Она очень долго молчала, потом проговорила:
— Александр, я могу понять, что ты импотент. Что ты способен чувствовать любовь, даже испытывать желание. Но чего я не могу понять, так это как ты мог так поступить со мной. Ты же обманул меня. Заманил меня в ловушку. И при этом говоришь, что ты меня любишь.
— Ну, видишь ли, — ответил он, и глаза его выражали необыкновенную нежность и ласку, а также какую-то странную иронию, — мне хотелось, чтобы у меня была жена. Очень хотелось. По многим причинам. И я влюбился в тебя. И тебя выбрал.
— Но это же… это ужасно.
— Почему? Я многое могу тебе предложить. Как ты сама знаешь. А тебе хочется это иметь. И я подозреваю, что довольно сильно хочется.
— Чепуха, Александр. Чего бы мне там ни хотелось, но если бы я знала обо всем этом, знала о тебе, я бы никогда, никогда не вышла за тебя замуж.
— Да, не вышла бы, — вздохнул он, — я это понимаю. Хотя мне приятно сознавать, что наряду со всем прочим тебе хотелось и меня самого. Ты меня любила, Вирджиния, ведь правда же? Дело же не только в доме, в титуле и во всем остальном, верно?
— Разумеется, дело не в этом, Александр. И конечно же, я была в тебя влюблена. Дело вовсе не в доме и не в титуле.
— Вот тут ты начинаешь немного отходить от истины. А потому и чувство вины у меня начинает слегка уменьшаться. Разумеется, тебе хотелось иметь титул, положение, которое он дает; и, естественно, тебе захочется иметь и дом.
— Александр, я даже видеть не хочу этот дом. Я возвращаюсь в Америку.
— Посмотрим.
— Нечего и смотреть. — Она была явно поражена его словами. — Разумеется, я уезжаю.
— Значит, я был не прав, — сказал он. — Ты не… ты не любила меня.
— Александр, я не могу тебя любить. Теперь — не могу.
— Почему нет? Ничего же не изменилось.
— Конечно же изменилось! — с отчаянием в голосе воскликнула она. — Ты меня обманул! Ты не тот, кем… чем… я тебя считала.
— Чепуха! Я именно тот, кем ты меня считала. Во всех отношениях, кроме одного-единственного. С этим одним, я думаю, мы сможем справиться. Вместе.

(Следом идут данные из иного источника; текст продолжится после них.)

//! Wire formats for peer, client and leader-announcement traffic.
//!
//! Every frame is a fixed-size record with no length prefix. `bincode`'s
//! default configuration (fixed-width little-endian integers, `u32` enum
//! tags) lays out a [`Message`] exactly like the C struct
//! `{enum kind; int sender; int proposal; int value}`: 16 bytes, where the
//! enum tag is the variant index in declaration order.

use std::io::{self, Read, Write};

use serde::{Deserialize, Serialize};
use thiserror::Error;

use crate::config::{NodeId, Value};

/// Size of an encoded [`Message`].
pub const MESSAGE_LEN: usize = 16;
/// Size of an encoded [`ClientFrame`].
pub const CLIENT_FRAME_LEN: usize = 8;
/// Size of an encoded leader announcement.
pub const ANNOUNCEMENT_LEN: usize = 4;

/// Client-to-leader proposal tag.
pub const PROPOSE: i32 = 1000;
/// Leader-to-client acknowledgement tag.
pub const ACK: i32 = 1001;

/// `value` carried by a PROMISE from a node that never accepted anything.
pub const NO_VALUE: Value = -1;

/// Kinds of peer messages, in wire-tag order.
#[derive(Debug, Clone, Copy, PartialEq, Eq, Hash, Serialize, Deserialize)]
pub enum MessageKind {
    Election,
    Coordinator,
    Prepare,
    Promise,
    Accept,
    Accepted,
    Heartbeat,
}

/// A peer protocol message.
///
/// `value` depends on `kind`: candidate number (ELECTION), winner id
/// (COORDINATOR), previously accepted value or [`NO_VALUE`] (PROMISE),
/// proposed or accepted value (ACCEPT / ACCEPTED), unused otherwise.
/// ELECTION and COORDINATOR carry the sender's election epoch in
/// `proposal_number`.
#[derive(Debug, Clone, Copy, PartialEq, Eq, Serialize, Deserialize)]
pub struct Message {
    pub kind: MessageKind,
    pub sender_id: NodeId,
    pub proposal_number: u32,
    pub value: Value,
}

impl Message {
    pub fn election(sender: NodeId, epoch: u32, candidate: Value) -> Self {
        Self::new(MessageKind::Election, sender, epoch, candidate)
    }

    pub fn coordinator(sender: NodeId, epoch: u32, winner: NodeId) -> Self {
        Self::new(MessageKind::Coordinator, sender, epoch, winner as Value)
    }

    pub fn prepare(sender: NodeId, proposal: u32) -> Self {
        Self::new(MessageKind::Prepare, sender, proposal, 0)
    }

    pub fn promise(sender: NodeId, proposal: u32, accepted: Option<Value>) -> Self {
        Self::new(
            MessageKind::Promise,
            sender,
            proposal,
            accepted.unwrap_or(NO_VALUE),
        )
    }

    pub fn accept(sender: NodeId, proposal: u32, value: Value) -> Self {
        Self::new(MessageKind::Accept, sender, proposal, value)
    }

    pub fn accepted(sender: NodeId, proposal: u32, value: Value) -> Self {
        Self::new(MessageKind::Accepted, sender, proposal, value)
    }

    pub fn heartbeat(sender: NodeId) -> Self {
        Self::new(MessageKind::Heartbeat, sender, 0, 0)
    }

    /// Winner named by a COORDINATOR message, if the id is usable.
    pub fn coordinator_winner(&self) -> Option<NodeId> {
        if self.kind != MessageKind::Coordinator {
            return None;
        }
        NodeId::try_from(self.value).ok().filter(|id| *id != 0)
    }

    fn new(kind: MessageKind, sender_id: NodeId, proposal_number: u32, value: Value) -> Self {
        Self {
            kind,
            sender_id,
            proposal_number,
            value,
        }
    }

    pub fn encode(&self) -> Result<Vec<u8>, WireError> {
        Ok(bincode::serialize(self)?)
    }

    pub fn decode(bytes: &[u8]) -> Result<Self, WireError> {
        Ok(bincode::deserialize(bytes)?)
    }

    /// Reads exactly one message; a short read is an error.
    pub fn read_from<R: Read>(reader: &mut R) -> Result<Self, WireError> {
        let mut buf = [0u8; MESSAGE_LEN];
        read_frame(reader, &mut buf)?;
        Self::decode(&buf)
    }

    pub fn write_to<W: Write>(&self, writer: &mut W) -> Result<(), WireError> {
        writer.write_all(&self.encode()?)?;
        Ok(())
    }
}

/// `{kind, value}` record exchanged between the client and the leader.
#[derive(Debug, Clone, Copy, PartialEq, Eq, Serialize, Deserialize)]
pub struct ClientFrame {
    pub kind: i32,
    pub value: Value,
}

impl ClientFrame {
    pub fn propose(value: Value) -> Self {
        Self { kind: PROPOSE, value }
    }

    pub fn ack(value: Value) -> Self {
        Self { kind: ACK, value }
    }

    pub fn encode(&self) -> Result<Vec<u8>, WireError> {
        Ok(bincode::serialize(self)?)
    }

    pub fn decode(bytes: &[u8]) -> Result<Self, WireError> {
        Ok(bincode::deserialize(bytes)?)
    }

    /// Decodes a frame and checks it carries the `expected` tag.
    pub fn decode_kind(bytes: &[u8], expected: i32) -> Result<Self, WireError> {
        let frame = Self::decode(bytes)?;
        if frame.kind != expected {
            return Err(WireError::UnexpectedKind {
                expected,
                found: frame.kind,
            });
        }
        Ok(frame)
    }

    pub fn read_from<R: Read>(reader: &mut R, expected: i32) -> Result<Self, WireError> {
        let mut buf = [0u8; CLIENT_FRAME_LEN];
        read_frame(reader, &mut buf)?;
        Self::decode_kind(&buf, expected)
    }
}

/// Raw leader identity pushed to the client, with no envelope.
pub fn encode_announcement(leader: NodeId) -> Result<Vec<u8>, WireError> {
    Ok(bincode::serialize(&(leader as i32))?)
}

pub fn decode_announcement(bytes: &[u8]) -> Result<NodeId, WireError> {
    let raw: i32 = bincode::deserialize(bytes)?;
    NodeId::try_from(raw).map_err(|_| WireError::InvalidLeader(raw))
}

fn read_frame<R: Read>(reader: &mut R, buf: &mut [u8]) -> Result<(), WireError> {
    reader.read_exact(buf).map_err(|err| match err.kind() {
        io::ErrorKind::UnexpectedEof => WireError::ShortRead {
            expected: buf.len(),
        },
        _ => WireError::Io(err),
    })
}

/// Failures while reading or writing a frame.
#[derive(Debug, Error)]
pub enum WireError {
    #[error("connection closed before a full {expected}-byte frame arrived")]
    ShortRead { expected: usize },

    #[error("malformed frame: {0}")]
    Decode(#[from] bincode::Error),

    #[error("unexpected frame kind {found}, expected {expected}")]
    UnexpectedKind { expected: i32, found: i32 },

    #[error("invalid leader identity {0}")]
    InvalidLeader(i32),

    #[error(transparent)]
    Io(#[from] io::Error),
}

— Ты хочешь сказать… — В глазах ее снова вспыхнула надежда, даже желание. — Хочешь сказать, ты думаешь, что я смогу тебе помочь… чтобы тебе стало лучше?..
— Нет, боюсь, этого ты сделать не сможешь. Даже знаю, что не сможешь. Должен тебе сказать, что, по мнению многих очень квалифицированных специалистов — из нескольких стран, в том числе и из твоей собственной, — твои усилия были бы заведомо обречены на неудачу. А поскольку каждая неудача отражается на мне очень болезненно, я их сильно переживаю, то я бы предпочел, чтобы ты вообще ничего не предпринимала в этом направлении.